Die Odyssee am MGB

So wünscht man sich Schultheater!
Dies war die einhellige Meinung des Feedbackteams über die Premiere des Stücks: „Die Odyssee oder: Telemach allein zuhaus“ während der 32.
Schultheaterwoche am Sandkorn Theater in Karlsruhe. Das junge Ensemble
unter der Leitung von Sven Reinwald ging also mit viel
Selbstbewusstsein in das Heimspiel am Melanchthon-Gymnasium. Nach der
überaus positiven Rückmeldung der Theaterprofis einige Tage zuvor
konnte man noch befreiter aufspielen. Und dies genossen die
zahlreichen Zuschauer dieses Wochenende sichtlich. Es war ein großes
Vergnügen, die Geschichte um Telemach, den Sohn des Odysseus und der
Penelope, zu verfolgen. Zusätzlich beeindruckte die Tatsache, dass es
sich um ein von den Schüler*innen und ihrem Theaterlehrer selbst
entwickeltes Stück handelt, das wie aus einem Guss wirkte.

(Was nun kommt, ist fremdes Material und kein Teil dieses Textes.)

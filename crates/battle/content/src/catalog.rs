//! The catalog container backing the `Definitions` oracle.

use battle_core::defs::{
    CreepDefinition, CreepType, Definitions, HeroDefinition, HeroType, ItemDefinition, ItemId,
    MinionDefinition, MinionType, SpellDefinition, SpellId,
};

/// A complete set of definition tables.
///
/// Lookups are linear scans; the tables are tiny and read once per
/// produced action, so an index would buy nothing.
#[derive(Clone, Debug, Default, PartialEq)]
#[cfg_attr(feature = "serde", derive(serde::Serialize, serde::Deserialize))]
pub struct Catalog {
    pub heroes: Vec<HeroDefinition>,
    pub creeps: Vec<CreepDefinition>,
    pub minions: Vec<MinionDefinition>,
    pub items: Vec<ItemDefinition>,
    pub spells: Vec<SpellDefinition>,
}

impl Definitions for Catalog {
    fn hero(&self, kind: HeroType) -> Option<&HeroDefinition> {
        self.heroes.iter().find(|d| d.kind == kind)
    }

    fn creep(&self, kind: CreepType) -> Option<&CreepDefinition> {
        self.creeps.iter().find(|d| d.kind == kind)
    }

    fn minion(&self, kind: MinionType) -> Option<&MinionDefinition> {
        self.minions.iter().find(|d| d.kind == kind)
    }

    fn item(&self, id: ItemId) -> Option<&ItemDefinition> {
        self.items.iter().find(|d| d.id == id)
    }

    fn spell(&self, id: SpellId) -> Option<&SpellDefinition> {
        self.spells.iter().find(|d| d.id == id)
    }
}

Sämtliche Schülerinnen und Schüler der Unterstufen Arbeitsgemeinschaft
standen zum ersten Mal am MGB auf der Theaterbühne, was man aber kaum
glauben wollte angesichts der Sicherheit im Umgang mit zahlreichen
theatralen Mitteln.
Sven Reinwald legt mit Recht großen Wert darauf, diese Mittel nicht
nur exakt einzuüben, sondern auch wirksam und gezielt einzusetzen.

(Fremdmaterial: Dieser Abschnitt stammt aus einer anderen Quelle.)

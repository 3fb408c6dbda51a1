//! Traits and data types describing immutable battle content.
//!
//! Definition tables map hero/creep/minion/item/spell identities to their
//! stat blocks, abilities, and effect payloads. The tables are external data
//! supplied by an embedder (see the `battle-content` crate); the core only
//! reads them through the [`Definitions`] oracle while producing deltas.
//! Replay never consults definitions: spawn deltas embed the constructed
//! entity and cast deltas embed their resolved outcome.

mod rng;

pub use rng::{PcgRng, compute_seed};

use crate::state::{AbilityId, Attack, BaseStats, ModifierChange, ModifierId};
use crate::targeting::Targeting;

/// Read-only oracle over the definition tables.
///
/// Lookups return `None` for identities missing from the table; the
/// turn-action authority surfaces that as a validation error.
pub trait Definitions: Send + Sync {
    fn hero(&self, kind: HeroType) -> Option<&HeroDefinition>;
    fn creep(&self, kind: CreepType) -> Option<&CreepDefinition>;
    fn minion(&self, kind: MinionType) -> Option<&MinionDefinition>;
    fn item(&self, id: ItemId) -> Option<&ItemDefinition>;
    fn spell(&self, id: SpellId) -> Option<&SpellDefinition>;
}

/// Closed set of hero identities.
#[derive(Clone, Copy, Debug, PartialEq, Eq, PartialOrd, Ord, Hash)]
#[derive(strum::Display, strum::EnumIter)]
#[cfg_attr(feature = "serde", derive(serde::Serialize, serde::Deserialize))]
pub enum HeroType {
    Warrior,
    Ranger,
    Sorceress,
    Warlock,
}

/// Closed set of neutral creep identities.
#[derive(Clone, Copy, Debug, PartialEq, Eq, PartialOrd, Ord, Hash)]
#[derive(strum::Display, strum::EnumIter)]
#[cfg_attr(feature = "serde", derive(serde::Serialize, serde::Deserialize))]
pub enum CreepType {
    Wolf,
    Boar,
    StoneGolem,
}

/// Closed set of summonable minion identities.
#[derive(Clone, Copy, Debug, PartialEq, Eq, PartialOrd, Ord, Hash)]
#[derive(strum::Display, strum::EnumIter)]
#[cfg_attr(feature = "serde", derive(serde::Serialize, serde::Deserialize))]
pub enum MinionType {
    SkeletalWarrior,
    Treant,
}

/// Closed set of purchasable item identities.
#[derive(Clone, Copy, Debug, PartialEq, Eq, PartialOrd, Ord, Hash)]
#[derive(strum::Display, strum::EnumIter)]
#[cfg_attr(feature = "serde", derive(serde::Serialize, serde::Deserialize))]
pub enum ItemId {
    HealingSalve,
    BootsOfSpeed,
    BladeOfFury,
    DoublingAxe,
}

/// Closed set of castable spell identities (played from cards).
#[derive(Clone, Copy, Debug, PartialEq, Eq, PartialOrd, Ord, Hash)]
#[derive(strum::Display, strum::EnumIter)]
#[cfg_attr(feature = "serde", derive(serde::Serialize, serde::Deserialize))]
pub enum SpellId {
    Fireball,
    HealingWave,
    Entangle,
}

/// Stat block and ability loadout for a hero type.
#[derive(Clone, Debug, PartialEq, Eq)]
#[cfg_attr(feature = "serde", derive(serde::Serialize, serde::Deserialize))]
pub struct HeroDefinition {
    pub kind: HeroType,
    pub name: String,
    pub base: BaseStats,
    pub attack: Option<Attack>,
    pub abilities: Vec<AbilityDefinition>,
}

/// Stat block and ability loadout for a creep type.
#[derive(Clone, Debug, PartialEq, Eq)]
#[cfg_attr(feature = "serde", derive(serde::Serialize, serde::Deserialize))]
pub struct CreepDefinition {
    pub kind: CreepType,
    pub name: String,
    pub base: BaseStats,
    pub attack: Option<Attack>,
    pub abilities: Vec<AbilityDefinition>,
    /// Gold paid to the killing hero's owner.
    pub bounty: i32,
}

/// Stat block for a summoned minion type.
#[derive(Clone, Debug, PartialEq, Eq)]
#[cfg_attr(feature = "serde", derive(serde::Serialize, serde::Deserialize))]
pub struct MinionDefinition {
    pub kind: MinionType,
    pub name: String,
    pub base: BaseStats,
    pub attack: Option<Attack>,
}

/// An ability as defined by content: identity, activation shape, and the
/// outcome payload the authority resolves when it is cast.
#[derive(Clone, Debug, PartialEq, Eq)]
#[cfg_attr(feature = "serde", derive(serde::Serialize, serde::Deserialize))]
pub struct AbilityDefinition {
    pub id: AbilityId,
    pub name: String,
    pub kind: AbilityDefinitionKind,
    pub effect: EffectDefinition,
}

#[derive(Clone, Debug, PartialEq, Eq)]
#[cfg_attr(feature = "serde", derive(serde::Serialize, serde::Deserialize))]
pub enum AbilityDefinitionKind {
    Passive,
    Active { charges: u8, targeting: Targeting },
}

/// Resolved-at-production payload shared by abilities, spells, and items.
///
/// `damage` and `heal` are mutually exclusive by convention, not by type;
/// content that sets both deals damage and heals the same cells.
#[derive(Clone, Debug, Default, PartialEq, Eq)]
#[cfg_attr(feature = "serde", derive(serde::Serialize, serde::Deserialize))]
pub struct EffectDefinition {
    pub damage: i32,
    /// Upper bound of the uniform damage roll added on top of `damage`.
    pub damage_variance: u32,
    /// Adds the caster's current (bonus-inclusive) attack damage to the
    /// total. Gated by the disarmed status.
    pub add_attack_damage: bool,
    pub heal: i32,
    /// Knockback distance, in cells, directly away from the caster. The
    /// push stops early at the grid edge or the first occupied cell.
    pub push: u32,
    /// Minion spawned at the resolved target cell.
    pub summon: Option<MinionType>,
    pub modifier: Option<ModifierTemplate>,
}

/// Blueprint for a modifier instance.
///
/// The authority stamps a fresh [`crate::state::ModifierHandle`] and a
/// `Source` onto the template when it emits a `ModifierApplied` delta.
#[derive(Clone, Debug, PartialEq, Eq)]
#[cfg_attr(feature = "serde", derive(serde::Serialize, serde::Deserialize))]
pub struct ModifierTemplate {
    pub id: ModifierId,
    /// `None` means permanent; `Some(n)` expires after `n` turn ends.
    pub duration: Option<u8>,
    pub changes: Vec<ModifierChange>,
}

/// Definition of a purchasable item.
#[derive(Clone, Debug, PartialEq, Eq)]
#[cfg_attr(feature = "serde", derive(serde::Serialize, serde::Deserialize))]
pub struct ItemDefinition {
    pub id: ItemId,
    pub name: String,
    pub price: i32,
    /// Modifier applied to the holder for as long as the item matters.
    pub passive: Option<ModifierTemplate>,
    /// Effect resolved when the item is actively used, if any.
    pub on_use: Option<EffectDefinition>,
}

/// Definition of a spell played from a card.
///
/// Spells have no caster on the grid; their selector is anchored at the
/// chosen target cell.
#[derive(Clone, Debug, PartialEq, Eq)]
#[cfg_attr(feature = "serde", derive(serde::Serialize, serde::Deserialize))]
pub struct SpellDefinition {
    pub id: SpellId,
    pub name: String,
    pub selector: crate::targeting::Selector,
    pub effect: EffectDefinition,
}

Eindrucksvoll mit der passenden Musik untermalt wurden Kampfszenen in
Zeitlupe choreographiert, gingen die Figuren ins Freeze und kreierten
starke Standbilder. Man sprach im Chor, um die Bedeutung des Textes
hervorzuheben und spielte überhaupt mit vollem Körpereinsatz. Stimmig
wirkte auch der Einsatz von Requisiten und Bühnenbild, beide wurden
reduziert und multifunktional verwendet, was der Gesamtproduktion
zusätzlich eine einheitliche Kontur verlieh.

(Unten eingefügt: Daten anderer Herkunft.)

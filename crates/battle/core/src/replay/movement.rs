//! Collapse handlers for movement and action-point deltas.

use crate::state::{AbilityId, Battle, Position, UnitId};

use super::primitives;

/// Relocation plus move-point spend. The cost is never validated against
/// remaining points at replay time: validation is the producer's job, and
/// the replay engine trusts the log.
pub fn unit_moved(battle: &mut Battle, unit: UnitId, to: Position, move_cost: i32) -> bool {
    if !primitives::move_unit(battle, unit, to) {
        return false;
    }
    if let Some(unit) = battle.unit_mut(unit) {
        unit.move_points -= move_cost;
    }
    true
}

/// Forced relocation. Costs nothing.
pub fn unit_relocated(battle: &mut Battle, unit: UnitId, to: Position) -> bool {
    primitives::move_unit(battle, unit, to)
}

pub fn move_points_changed(battle: &mut Battle, unit_id: UnitId, amount: i32) -> bool {
    let Some(unit) = battle.unit_mut(unit_id) else {
        return false;
    };
    unit.move_points += amount;
    true
}

pub fn move_points_restored(battle: &mut Battle, unit_id: UnitId) -> bool {
    let Some(unit) = battle.unit_mut(unit_id) else {
        return false;
    };
    unit.move_points = unit.max_move_points();
    true
}

pub fn ability_charges_changed(
    battle: &mut Battle,
    unit_id: UnitId,
    ability: AbilityId,
    amount: i8,
) -> bool {
    let Some(unit) = battle.unit_mut(unit_id) else {
        return false;
    };
    let Some(ability) = unit.ability_mut(ability) else {
        return false;
    };
    ability.change_charges(amount);
    true
}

Das Spannungsverhältnis des auf den Vater wartenden Telemach, der auch
mit seiner Mutter in Konflikt gerät, wurde auf vielfältige Weise
dargestellt. Dabei gelang es der Truppe immer wieder, auch eigene
Impulse einzubringen und gekonnt Akzente zu setzen. Fragen wie „Wann
ist ein Mann ein Mann?“ und „Was ist ein Held?“ wurden nicht nur in
den Raum gestellt, sondern von den Sechst- und Siebtklässler*innen
auch ganz individuell beantwortet. Dadurch wurde der Mythos lebendig,
ganz persönlich und für alle nachvollziehbar erzählt.
Besonders begeistert wurden die Gesangs-, Tanz-, Rap- und Jonglageeinlagen gefeiert. Wenn sich die Freier der auf ihren Ehemann
Odysseus wartenden Penelope anbiedern, ist das nicht nur sehr witzig
gestaltet, sondern zeigt auch, welch tolle Talente in den
Spieler*innen schlummern und im Theater ausgelebt werden können. Wenn
männliche Sirenen im Glitzerjacket „La Macarena“ singen und das ganze
Ensemble a capella Grönemeyers Hit „Männer“ intoniert, dann reißt das
alle im Publikum mit.
Die Inszenierung glänzt durch humorvolle Einfälle, die mit großer Lust
und Spielfreude umgesetzt wurden. Odysseus verlangt zum Beispiel immer
wieder, dass seine Gefährten „seine“ Abenteuer wie im Theater
nachstellen, was meist nicht auf große Begeisterung bei diesen stößt.
Und gerade dieser Widerwille wurde mit Witz und großem Einsatz
dargestellt. Die Spielidee, die Abenteuer des Odysseus nicht direkt,
sondern nur als nachgestellte Szenen zu zeigen, ermöglichte den
Schauspielern dabei zusätzlich das ironische Spiel mit den Erfahrungen
und Übungen aus dem Schauspielkurs: Wenn Odysseus zum Beispiel mehr
Körperspannung fordert, Untertanen, die aus der Rolle fallen tadelt
oder schlicht „Fokus!“ ruft, entsteht ganz nebenher Theater im Theater.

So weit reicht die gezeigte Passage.